La suite donnera raison aux décisions d’Apple, qui rendront son baladeur incontournable, avec des choix forts pour lutter contre le piratage. Ainsi, il était impossible de transférer des morceaux depuis l’iPod vers un ordinateur tandis qu’iTunes – lui aussi disponible sur Windows – était l’occasion de toucher un nouveau public.
Pendant plus d’une décennie, l’iPod connaîtra un succès important avec un pic de ventes en 2008. Le baladeur savourera d’ailleurs une période clé entre 2007 et 2010, dépassant chaque année les 50 millions d’unités écoulées.
Les différents iPod
Ce statut d’indétrônable baladeur numérique s’explique par les évolutions régulières qu’Apple a apportées à son appareil. Fort de l’engouement pour son petit produit, Apple le déclinera sous différentes formes dans les années 2000. Les nouvelles gammes sont pensées pour répondre aux nouveaux usages ou besoins, permettant à Apple de faire grossir les ventes jusqu’à offrir à l’iPod une ligne indépendante dans ses bilans financiers.

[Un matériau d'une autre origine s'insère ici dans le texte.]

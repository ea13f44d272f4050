//! Chat application module for talking to the sales agent.
//!
//! This module provides the interactive chat built on top of the
//! conversation session. It supports:
//!
//! - An ordered, append-only transcript of user and agent messages
//! - A typing indicator while a reply is pending
//! - Predefined quick replies and slash commands
//! - Configurable model, persona and timeout
//!
//! # Architecture
//!
//! - [`config`]: CLI argument parsing and configuration
//! - [`view`]: the view model that owns the transcript and drives the session
//! - [`transcript`]: messages and their ordering
//! - [`render`]: terminal output
//! - [`commands`]: slash command parsing

mod commands;
mod config;
mod render;
mod transcript;
mod view;

pub use commands::{ChatCommand, help_text, parse_command};
pub use config::{ChatArgs, ChatConfig};
pub use render::{PlainTextRenderer, Renderer, sanitize};
pub use transcript::{Message, MessageId, Sender, Transcript};
pub use view::ChatView;
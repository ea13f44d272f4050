use std::fmt;
use std::str::FromStr;

use serde::{Deserialize, Serialize};

/// Represents a Gemini model identifier.
///
/// This can be a predefined model version or a custom string value
/// for models that may be added in the future.
#[derive(Debug, Clone, PartialEq, Eq, Hash, Serialize, Deserialize)]
#[serde(untagged)]
pub enum Model {
    /// Known model versions
    Known(KnownModel),

    /// Custom model identifier (for future models or tuned models)
    Custom(String),
}

/// Known Gemini model versions
#[derive(Debug, Clone, Copy, PartialEq, Eq, Hash, Serialize, Deserialize)]
pub enum KnownModel {
    /// Gemini 3 Flash (preview)
    #[serde(rename = "gemini-3-flash-preview")]
    Gemini3FlashPreview,

    /// Gemini 3 Pro (preview)
    #[serde(rename = "gemini-3-pro-preview")]
    Gemini3ProPreview,

    /// Gemini 2.5 Pro
    #[serde(rename = "gemini-2.5-pro")]
    Gemini25Pro,

    /// Gemini 2.5 Flash
    #[serde(rename = "gemini-2.5-flash")]
    Gemini25Flash,

    /// Gemini 2.5 Flash-Lite
    #[serde(rename = "gemini-2.5-flash-lite")]
    Gemini25FlashLite,

    /// Gemini 2.0 Flash
    #[serde(rename = "gemini-2.0-flash")]
    Gemini20Flash,
}

impl KnownModel {
    const ALL: [KnownModel; 6] = [
        KnownModel::Gemini3FlashPreview,
        KnownModel::Gemini3ProPreview,
        KnownModel::Gemini25Pro,
        KnownModel::Gemini25Flash,
        KnownModel::Gemini25FlashLite,
        KnownModel::Gemini20Flash,
    ];

    fn as_str(self) -> &'static str {
        match self {
            KnownModel::Gemini3FlashPreview => "gemini-3-flash-preview",
            KnownModel::Gemini3ProPreview => "gemini-3-pro-preview",
            KnownModel::Gemini25Pro => "gemini-2.5-pro",
            KnownModel::Gemini25Flash => "gemini-2.5-flash",
            KnownModel::Gemini25FlashLite => "gemini-2.5-flash-lite",
            KnownModel::Gemini20Flash => "gemini-2.0-flash",
        }
    }
}

impl Default for Model {
    fn default() -> Self {
        Model::Known(KnownModel::Gemini3FlashPreview)
    }
}

impl fmt::Display for Model {
    fn fmt(&self, f: &mut fmt::Formatter<'_>) -> fmt::Result {
        match self {
            Model::Known(known_model) => write!(f, "{}", known_model),
            Model::Custom(custom) => write!(f, "{}", custom),
        }
    }
}

impl fmt::Display for KnownModel {
    fn fmt(&self, f: &mut fmt::Formatter<'_>) -> fmt::Result {
        f.write_str(self.as_str())
    }
}

/// Error returned when a string does not name a known model.
#[derive(Debug, Clone, PartialEq, Eq)]
pub struct UnknownModel(pub String);

impl fmt::Display for UnknownModel {
    fn fmt(&self, f: &mut fmt::Formatter<'_>) -> fmt::Result {
        write!(f, "unknown model: {}", self.0)
    }
}

impl std::error::Error for UnknownModel {}

impl FromStr for KnownModel {
    type Err = UnknownModel;

    fn from_str(s: &str) -> Result<Self, Self::Err> {
        // The REST API also accepts the resource form "models/<id>".
        let s = s.strip_prefix("models/").unwrap_or(s);
        KnownModel::ALL
            .into_iter()
            .find(|model| model.as_str() == s)
            .ok_or_else(|| UnknownModel(s.to_string()))
    }
}

impl FromStr for Model {
    type Err = UnknownModel;

    fn from_str(s: &str) -> Result<Self, Self::Err> {
        s.parse::<KnownModel>().map(Model::Known)
    }
}

impl From<KnownModel> for Model {
    fn from(model: KnownModel) -> Self {
        Model::Known(model)
    }
}

impl From<String> for Model {
    fn from(model: String) -> Self {
        Model::Custom(model)
    }
}

impl From<&str> for Model {
    fn from(model: &str) -> Self {
        Model::Custom(model.to_string())
    }
}

#[cfg(test)]
mod tests {
    use super::*;

    #[test]
    fn known_model_serialization() {
        let model = Model::Known(KnownModel::Gemini3FlashPreview);
        let json = serde_json::to_string(&model).unwrap();
        assert_eq!(json, r#""gemini-3-flash-preview""#);
    }

    #[test]
    fn model_deserialization() {
        let model: Model = serde_json::from_str(r#""gemini-2.5-flash""#).unwrap();
        assert_eq!(model, Model::Known(KnownModel::Gemini25Flash));

        let model: Model = serde_json::from_str(r#""gemini-tuned-sales""#).unwrap();
        assert_eq!(model, Model::Custom("gemini-tuned-sales".to_string()));
    }

    #[test]
    fn parse_accepts_resource_prefix() {
        assert_eq!(
            "models/gemini-2.5-pro".parse::<Model>(),
            Ok(Model::Known(KnownModel::Gemini25Pro))
        );
        assert!("gpt-whatever".parse::<Model>().is_err());
    }

    #[test]
    fn display() {
        assert_eq!(Model::default().to_string(), "gemini-3-flash-preview");
        assert_eq!(Model::from("custom-model").to_string(), "custom-model");
    }
}
//! The transcript: an append-only, ordered list of chat messages.

use std::fmt;

use time::OffsetDateTime;

/// Identifies a message within one transcript.
#[derive(Debug, Clone, Copy, PartialEq, Eq, PartialOrd, Ord, Hash)]
pub struct MessageId(u64);

impl fmt::Display for MessageId {
    fn fmt(&self, f: &mut fmt::Formatter<'_>) -> fmt::Result {
        write!(f, "{}", self.0)
    }
}

/// Who wrote a message.
#[derive(Debug, Clone, Copy, PartialEq, Eq, Hash)]
pub enum Sender {
    /// The person chatting.
    User,
    /// The sales agent.
    Agent,
}

/// One chat message. Immutable once created.
#[derive(Debug, Clone, PartialEq)]
pub struct Message {
    id: MessageId,
    sender: Sender,
    text: String,
    timestamp: OffsetDateTime,
}

impl Message {
    /// Identifier, unique within the transcript that created the message.
    pub fn id(&self) -> MessageId {
        self.id
    }

    /// Who wrote the message.
    pub fn sender(&self) -> Sender {
        self.sender
    }

    /// The raw message text.
    pub fn text(&self) -> &str {
        &self.text
    }

    /// When the message was created, in UTC.
    pub fn timestamp(&self) -> OffsetDateTime {
        self.timestamp
    }
}

/// Messages in display order, oldest first.
#[derive(Debug, Default)]
pub struct Transcript {
    messages: Vec<Message>,
    next_id: u64,
}

impl Transcript {
    /// Creates an empty transcript.
    pub fn new() -> Self {
        Self::default()
    }

    /// Append a message and return it.
    pub fn push(&mut self, sender: Sender, text: impl Into<String>) -> &Message {
        let id = MessageId(self.next_id);
        self.next_id += 1;
        let timestamp = OffsetDateTime::now_utc();
        self.messages.push(Message {
            id,
            sender,
            text: text.into(),
            timestamp,
        });
        &self.messages[self.messages.len() - 1]
    }

    /// All messages, oldest first.
    pub fn messages(&self) -> &[Message] {
        &self.messages
    }

    /// The most recent message.
    pub fn last(&self) -> Option<&Message> {
        self.messages.last()
    }

    /// Number of messages.
    pub fn len(&self) -> usize {
        self.messages.len()
    }

    /// Returns true if there are no messages.
    pub fn is_empty(&self) -> bool {
        self.messages.is_empty()
    }

    /// Number of messages from `sender`.
    pub fn count(&self, sender: Sender) -> usize {
        self.messages.iter().filter(|m| m.sender == sender).count()
    }
}

#[cfg(test)]
mod tests {
    use super::*;

    #[test]
    fn ids_are_unique_and_ordered() {
        let mut transcript = Transcript::new();
        let a = transcript.push(Sender::Agent, "hello").id();
        let b = transcript.push(Sender::User, "hi").id();
        let c = transcript.push(Sender::Agent, "welcome").id();
        assert!(a < b && b < c);
        assert_eq!(transcript.len(), 3);
        assert_eq!(transcript.count(Sender::Agent), 2);
        assert_eq!(transcript.last().unwrap().text(), "welcome");
    }

    #[test]
    fn messages_keep_insertion_order() {
        let mut transcript = Transcript::new();
        for text in ["one", "two", "three"] {
            transcript.push(Sender::User, text);
        }
        let texts: Vec<&str> = transcript.messages().iter().map(Message::text).collect();
        assert_eq!(texts, vec!["one", "two", "three"]);
    }

    #[test]
    fn timestamps_do_not_go_backwards() {
        let mut transcript = Transcript::new();
        let first = transcript.push(Sender::User, "a").timestamp();
        let second = transcript.push(Sender::Agent, "b").timestamp();
        assert!(second.unix_timestamp() >= first.unix_timestamp());
    }
}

L’iPod d’origine connaîtra six versions différentes. De 2001 à 2007, il a évolué avec son époque en s’offrant des contrôles tactiles en 2003 ou un écran couleur en 2004. Plus fin, il verra surtout sa capacité de stockage progresser jusqu’à 160 Go pour laisser la possibilité d’emporter tous les morceaux. Appelé « Classic » à la fin de sa vie, celui qui est parfois considéré comme le « vrai » iPod disparaîtra en 2014 du catalogue d’Apple.
En 2004 et 2005, Apple ajoutera un modèle plus compact appelé iPod mini. Cette version était plus abordable et plus colorée que le baladeur d’origine, mais sa quantité de stockage était limitée à 4 Go et 6 Go. Sa courte durée de vie permit à Apple de multiplier les déclinaisons, avec le lancement du nano qui connaîtra une carrière bien plus longue.
De 2005 à 2012, ce modèle s’imposera comme un incontournable avec sa mémoire flash pour le stockage. L’iPod nano connaîtra plusieurs évolutions en devenant plus compact en 2007, avec l’intégration d’un écran de 2 pouces. Un nouveau changement de format aura lieu l’année suivante et Apple reverra intégralement sa copie avec la sixième génération. Avec son format carré, cet iPod nano lancé en 2010 est le précurseur de l’Apple Watch.
Il partage aussi des points communs avec l’iPod shuffle, le plus minimaliste des baladeurs de la pomme. Comme un pied de nez à la concurrence, ce modèle a parfois ressemblé à une clé USB et la troisième génération a même tenté de faire disparaître ses boutons. Ces derniers étaient déportés sur le casque, permettant à l’iPod shuffle de ne proposer qu’un petit interrupteur.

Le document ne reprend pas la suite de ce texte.